José Gregorio Castillo Tovar (born January 10, 1996) is a Venezuelan professional baseball pitcher for the San Diego Padres of Major League Baseball (MLB).

Career

Tampa Bay Rays
Castillo signed with the Tampa Bay Rays as a non-drafted free agent on July 7, 2012. He spent under two seasons playing for Tampa Bay's minor league affiliates.

San Diego Padres
The Rays traded Castillo, Wil Myers, Ryan Hanigan and Gerardo Reyes to the San Diego Padres in exchange for René Rivera, Burch Smith and Jake Bauers on December 19, 2014.

Castillo was selected as a member of the Venezuela national baseball team at the 2017 World Baseball Classic.

After the 2017 season, the Padres added Castillo to their 40-man roster to protect him from the Rule 5 draft. Castillo was called up and made his major league debut on June 2, 2018, and pitched a 1-2-3 inning with 3 strikeouts that night, including strikeouts of Cincinnati Reds all-star sluggers Joey Votto and Eugenio Suarez.  He ended the season 3–3 with an ERA of 3.29 in 37 games. In  innings, he struck out 52 batters.
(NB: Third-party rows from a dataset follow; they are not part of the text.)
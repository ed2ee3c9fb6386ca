//! Row store and user directory adapters.
//!
//! [`MemoryRowStore`] keeps rows in process. The Diesel adapters use
//! PostgreSQL through `diesel-async` and a `bb8` pool; their row structs and
//! schema stay private to this module.

mod diesel_basic_error_mapping;
mod diesel_row_store;
mod diesel_user_directory;
mod memory_row_store;
mod migrations;
mod models;
mod pool;
mod schema;

pub use diesel_row_store::DieselRowStore;
pub use diesel_user_directory::DieselUserDirectory;
pub use memory_row_store::MemoryRowStore;
pub use migrations::{MigrationError, run_pending_migrations};
pub use pool::{DbPool, PoolConfig, PoolError};
//! Transport-agnostic core of the guide backend.
//!
//! - [`envelope`]: the result wrapper every operation returns.
//! - [`audit`]: audit columns and the pre-commit stamp.
//! - [`entity`] and [`entities`]: row shapes and the six guide tables.
//! - [`query`]: auth-scoped filtering, paging and owner lookup.
//! - [`data_context`]: typed reads and the single commit path.
//! - [`dispatcher`] and [`handlers`]: typed request routing and the generic
//!   verb handlers.
//! - [`ports`]: traits implemented by outbound adapters.

pub mod audit;
pub mod context;
pub mod data_context;
pub mod dispatcher;
pub mod entities;
pub mod entity;
pub mod envelope;
pub mod error;
pub mod handlers;
pub mod messaging;
pub mod permissions;
pub mod ports;
pub mod query;
pub mod trace_id;

pub use self::audit::{Attribution, AuditFields, StampedChangeSet, stamp};
pub use self::context::{CallerIdentity, Cancelled, RequestContext};
pub use self::data_context::{CommitReceipt, DataContext, DataError, UnitOfWork};
pub use self::dispatcher::{
    DispatchError, Dispatcher, DispatcherBuilder, RegistrationError, Request, RequestHandler,
};
pub use self::entities::{Business, Category, JobPosting, Payment, Review, Subscription};
pub use self::entity::{EntityBody, EntityOperation, OwnerField, OwnerScoped, Record, Table};
pub use self::envelope::ResultEnvelope;
pub use self::error::{ErrorCode, HandlerFailure};
pub use self::handlers::{
    CreateEntity, DeleteEntity, DeletedEntity, EntityHandlerDeps, EntityView, GetEntity,
    ListEntities, UpdateEntity, register_entity, register_guide_entities,
};
pub use self::messaging::QueueName;
pub use self::permissions::{PermissionMapError, PermissionsNotEnforced, RolePermissionGate};
pub use self::query::{AuthScope, apply_auth_filters, apply_pagination, get_auth_user_details};
pub use self::trace_id::TraceId;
Castillo began the 2019 season on the 60-day injured list due to a left flexor strain. He only pitched in 2/3 of an inning for the Padres in 2019, allowing no runs and striking out two, before suffering an injury to his left middle finger and ending the season on the 60-day injured list. Due to the 2020 Major League Baseball season being shortened to 60 games because of the COVID-19 pandemic, Castillo ended up missing the entire season due to a left lat strain and a torn ligament in his hand. On March 4, 2021, it was announced that Castillo would require Tommy John surgery after exiting a simulated game on March 2 because of forearm tightness. On March 6, Castillo was placed on the 60-day injured list.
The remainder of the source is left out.